EXPOSÉS PRÉSENTÉS PAR DES JUGES NATIONAUX
NL Pays-Bas
NL Pays-Bas - Rian KALDEN - Vice-Président du Tribunal de Grande Instance de La Haye - Philips contre SK Kassetten/FRAND1 - Koninklijke Philips Electronics N.V. contre SK Kassetten GmbH & Co. KG, contrefaçon, FRAND, - Tribunal de Grande Instance de La Haye, Pays-Bas, 17 mars 2010, affaires jointes n° 316533/08-2522 et 316535/08-2524
Rappel des faits
Le Tribunal de Grande Instance de La Haye a jugé que le défendeur, SK Kassetten, était responsable de contrefaçon de plusieurs brevets fondamentaux détenus par le plaignant, Philips, concernant une technologie relative au CD et au DVD contenue dans la norme du Livre Orange.
Arguments du défendeur
SK Kassetten a évoqué la décision de la Cour Fédérale de Justice allemande relative au Livre Orange pour faire valoir son droit à une licence en vertu des termes FRAND (Fair, Reasonable And Non-Discriminatory/équitables, raisonnables et non discriminatoires) et démontrer ainsi que Philips ne pourrait pas faire respecter ses brevets. SK Kassetten a en outre déclaré que, eu égard aux circonstances relatives aux procédures en contrefaçon de brevets, l'attitude de Philips correspondait à un abus de position dominante et qu'une injonction devrait donc être rejetée.
Décision
Pour le tribunal, il n'existe aucun motif légal d'autoriser SK Kassetten à utiliser la technologie brevetée ou de refuser à Philips le respect de ses brevets, aussi longtemps que SK Kassetten ne détiendra pas de licence. Un système qui défendrait les règles de concurrence (c'est-à-dire le droit de SK Kassetten à détenir une licence obligatoire au motif que Philips abuse de sa position dominante) et empêcherait ainsi le titulaire du brevet de faire valoir ses droits, n'a pas été jugé conforme à la loi néerlandaise. En effet, celle-ci prévoit la possibilité d'obtenir une licence obligatoire (sous certaines conditions) mais ne permet pas l'exploitation du brevet avant l'obtention d'une telle licence.

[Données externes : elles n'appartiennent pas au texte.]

/// State shared between the PipeWire thread and the capture side.
#[derive(Default)]
pub struct SharedStreamState {
    pub frame: Mutex<Option<LatchedFrame>>,
    pub cursor: Mutex<CursorState>,
    pub negotiated: Mutex<Option<NegotiatedFormat>>,
    pub error: Mutex<Option<String>>,

    /// Capture side sets this after a failed import; the loop thread
    /// re-announces formats without modifiers.
    pub renegotiate_without_modifiers: AtomicBool,

    running: AtomicBool,
}

impl SharedStreamState {
    /// Wait until the first format negotiation lands.
    pub fn wait_negotiated(&self, timeout: Duration) -> Option<NegotiatedFormat> {
        let deadline = std::time::Instant::now() + timeout;
        loop {
            if let Some(format) = *self.negotiated.lock() {
                return Some(format);
            }
            if self.error.lock().is_some() || std::time::Instant::now() >= deadline {
                return None;
            }
            std::thread::sleep(Duration::from_millis(10));
        }
    }
}

/// Handle to the running stream thread.
pub struct PwStreamThread {
    state: Arc<SharedStreamState>,
    handle: Option<JoinHandle<()>>,
}

impl PwStreamThread {
    /// Spawn the loop thread for `node_id` on the portal-provided fd.
    pub fn spawn(fd: OwnedFd, node_id: u32) -> Self {
        let state = Arc::new(SharedStreamState::default());
        state.running.store(true, Ordering::SeqCst);
        let thread_state = Arc::clone(&state);
        let handle = std::thread::Builder::new()
            .name("gpurec-pipewire".into())
            .spawn(move || {
                if let Err(e) = run_loop(fd, node_id, &thread_state) {
                    warn!("PipeWire loop thread exited with error: {}", e);
                    *thread_state.error.lock() = Some(e);
                }
            })
            .ok();
        Self {
            state,
            handle,
        }
    }

    pub fn state(&self) -> &Arc<SharedStreamState> {
        &self.state
    }

    pub fn stop(&mut self) {
        self.state.running.store(false, Ordering::SeqCst);
        if let Some(handle) = self.handle.take() {
            let _ = handle.join();
        }
    }
}

impl Drop for PwStreamThread {
    fn drop(&mut self) {
        self.stop();
    }
}

fn run_loop(fd: OwnedFd, node_id: u32, state: &Arc<SharedStreamState>) -> Result<(), String> {
    pw::init();

    let mainloop =
        pw::main_loop::MainLoop::new(None).map_err(|e| format!("MainLoop: {e}"))?;
    let context =
        pw::context::Context::new(&mainloop).map_err(|e| format!("Context: {e}"))?;
    let core = context
        .connect_fd(fd, None)
        .map_err(|e| format!("connect_fd: {e}"))?;

    let stream = Stream::new(
        &core,
        "gpurec-capture",
        pw::properties! {
            *pw::keys::MEDIA_TYPE => "Video",
            *pw::keys::MEDIA_CATEGORY => "Capture",
            *pw::keys::MEDIA_ROLE => "Screen",
        },
    )
    .map_err(|e| format!("Stream::new: {e}"))?;

    let process_state = Arc::clone(state);
    let param_state = Arc::clone(state);
    let _listener = stream
        .add_local_listener::<()>()
        .state_changed(|_stream, _data, old, new| {
            debug!("PipeWire stream state: {:?} -> {:?}", old, new);
        })
        .param_changed(move |_stream, _data, id, pod| {
            if id != pw::spa::param::ParamType::Format.as_raw() {
                return;
            }
            let Some(pod) = pod else { return };
            on_format_changed(&param_state, pod);
        })
        .process(move |stream_ref, _data| {
            on_process(stream_ref, &process_state);
        })
        .register()
        .map_err(|e| format!("register listener: {e}"))?;

    let format_pod = build_format_pod(true);
    let mut params = [Pod::from_bytes(&format_pod).ok_or_else(|| "format pod".to_string())?];
    stream
        .connect(
            pw::spa::utils::Direction::Input,
            Some(node_id),
            StreamFlags::AUTOCONNECT,
            &mut params,
        )
        .map_err(|e| format!("stream connect: {e}"))?;

    info!("PipeWire stream connected to node {}", node_id);

    while state.running.load(Ordering::SeqCst) {
        mainloop.loop_().iterate(Duration::from_millis(50));

        if state
            .renegotiate_without_modifiers
            .swap(false, Ordering::SeqCst)
        {
            info!("Re-announcing stream formats without modifiers");
            let pod_bytes = build_format_pod(false);
            if let Some(pod) = Pod::from_bytes(&pod_bytes) {
                let mut params = [pod];
                if let Err(e) = stream.update_params(&mut params) {
                    warn!("update_params failed: {}", e);
                }
            }
        }
    }

    let _ = stream.disconnect();
    Ok(())
}

/// Announce the RGB formats we can import.
///
/// With `with_modifiers` the pod carries a modifier choice so the
/// compositor may pick a tiled DMA-BUF layout; the don't-fixate flag lets
/// it narrow the choice during negotiation.
fn build_format_pod(with_modifiers: bool) -> Vec<u8> {
    use pw::spa::pod::{self, Property, PropertyFlags, Value};
    use pw::spa::utils::{Choice, ChoiceEnum, ChoiceFlags};

    let mut obj = pod::object!(
        pw::spa::utils::SpaTypes::ObjectParamFormat,
        pw::spa::param::ParamType::EnumFormat,
        pod::property!(
            pw::spa::param::format::FormatProperties::MediaType,
            Id,
            pw::spa::param::format::MediaType::Video
        ),
        pod::property!(
            pw::spa::param::format::FormatProperties::MediaSubtype,
            Id,
            pw::spa::param::format::MediaSubtype::Raw
        ),
        pod::property!(
            pw::spa::param::format::FormatProperties::VideoFormat,
            Choice,
            Enum,
            Id,
            pw::spa::param::video::VideoFormat::BGRx,
            pw::spa::param::video::VideoFormat::BGRA,
            pw::spa::param::video::VideoFormat::RGBx,
            pw::spa::param::video::VideoFormat::RGBA
        ),
        pod::property!(
            pw::spa::param::format::FormatProperties::VideoSize,
            Choice,
            Range,
            Rectangle,
            pw::spa::utils::Rectangle {
                width: 1920,
                height: 1080
            },
            pw::spa::utils::Rectangle {
                width: 1,
                height: 1
            },
            pw::spa::utils::Rectangle {
                width: 16384,
                height: 16384
            }
        ),
        pod::property!(
            pw::spa::param::format::FormatProperties::VideoFramerate,
            Choice,
            Range,
            Fraction,
            pw::spa::utils::Fraction { num: 60, denom: 1 },
            pw::spa::utils::Fraction { num: 1, denom: 1 },
            pw::spa::utils::Fraction { num: 500, denom: 1 }
        ),
    );

    if with_modifiers {
        // Implicit modifier only: the compositor may still pick DMA-BUF
        // with linear/implicit layout, and rejects tiled ones we could not
        // import anyway.
        obj.properties.push(Property {
            key: pw::spa::param::format::FormatProperties::VideoModifier.as_raw(),
            flags: PropertyFlags::MANDATORY | PropertyFlags::DONT_FIXATE,
            value: Value::Choice(pw::spa::pod::ChoiceValue::Long(Choice(
                ChoiceFlags::empty(),
                ChoiceEnum::Enum {
                    default: 0,
                    alternatives: vec![0],
                },
            ))),
        });
    }

    PodSerializer::serialize(
        std::io::Cursor::new(Vec::new()),
        &Value::Object(obj),
    )
    .map(|(cursor, _)| cursor.into_inner())
    .unwrap_or_default()
}

fn on_format_changed(state: &Arc<SharedStreamState>, pod: &Pod) {
    use pw::spa::param::format_utils::parse_format;

    let Ok((media_type, media_subtype)) = parse_format(pod) else {
        return;
    };
    if media_type != pw::spa::param::format::MediaType::Video
        || media_subtype != pw::spa::param::format::MediaSubtype::Raw
    {
        return;
    }

    let mut info = pw::spa::param::video::VideoInfoRaw::default();
    if info.parse(pod).is_err() {
        warn!("Failed to parse negotiated video format");
        return;
    }

    let format = NegotiatedFormat {
        width: info.size().width,
        height: info.size().height,
        spa_format: info.format().as_raw(),
        modifier: info.modifier(),
    };
    info!(
        "PipeWire negotiated {}x{} spa format {} modifier {:#x}",
        format.width, format.height, format.spa_format, format.modifier
    );
    *state.negotiated.lock() = Some(format);
}

fn on_process(stream: &pw::stream::StreamRef, state: &Arc<SharedStreamState>) {
    // SAFETY: raw buffer access inside the process callback; the buffer is
    // queued back before returning.
    unsafe {
        let raw_buffer = stream.dequeue_raw_buffer();
        if raw_buffer.is_null() {
            return;
        }
        let spa_buffer = (*raw_buffer).buffer;
        if spa_buffer.is_null() {
            stream.queue_raw_buffer(raw_buffer);
            return;
        }

        latch_frame(spa_buffer, state);

        stream.queue_raw_buffer(raw_buffer);
    }
}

Autoriser une partie à utiliser un brevet avant la prise d'une décision finale sur le droit à une licence FRAND serait également facteur d'incertitudes selon les considérations du tribunal. Jusqu'à ce qu'une décision soit rendue, il subsiste des zones d'ombre sur la question de savoir si une partie a effectivement droit à une licence FRAND tout comme sur les conditions qui en découlent, notamment le montant des redevances dues.
En général, pour obtenir une licence FRAND, le consentement du titulaire du brevet – ou, le cas échéant, une décision de justice – est requis. SK Kassetten aurait donc dû demander une licence FRAND avant de commencer à exploiter la technologie. Si cette licence n'avait pas été octroyée, SK Kassetten aurait dû engager une action en justice afin d'obtenir une licence obligatoire, ce qu'il n'a pas fait. Il n'avait pas non plus formé de demande reconventionnelle à cet effet. Le tribunal a tenu compte du fait qu'une telle procédure au fond pour obtenir une licence obligatoire pouvait prendre un certain temps. Il n'a cependant pas jugé que cela pouvait avoir un impact excessivement désavantageux sur les affaires de SK Kassetten, puisqu'il est possible aux Pays-Bas d'engager une procédure de référé (kort geding) et de demander une licence temporaire pendant la durée de la procédure au fond. Le tribunal a par ailleurs estimé que si le refus de Philips d'accorder une licence devait être considéré comme un abus de position dominante, celui-ci serait toujours tenu au paiement de dommages et intérêts pour refus injustifié d'octroyer une licence FRAND. Ainsi, Philips peut faire respecter ses brevets, même si SK Kassetten avait finalement droit à une licence FRAND.
Le tribunal a évoqué la décision de l'Allemagne relative au Livre Orange et a expliqué qu'un jugement différent était rendu aux Pays-Bas, car selon lui l'approche de la justice allemande était :
- contraire à la loi néerlandaise ;
- facteur d'éléments d'incertitude ;
- non déterminante pour la protection des intérêts de SK Kassetten.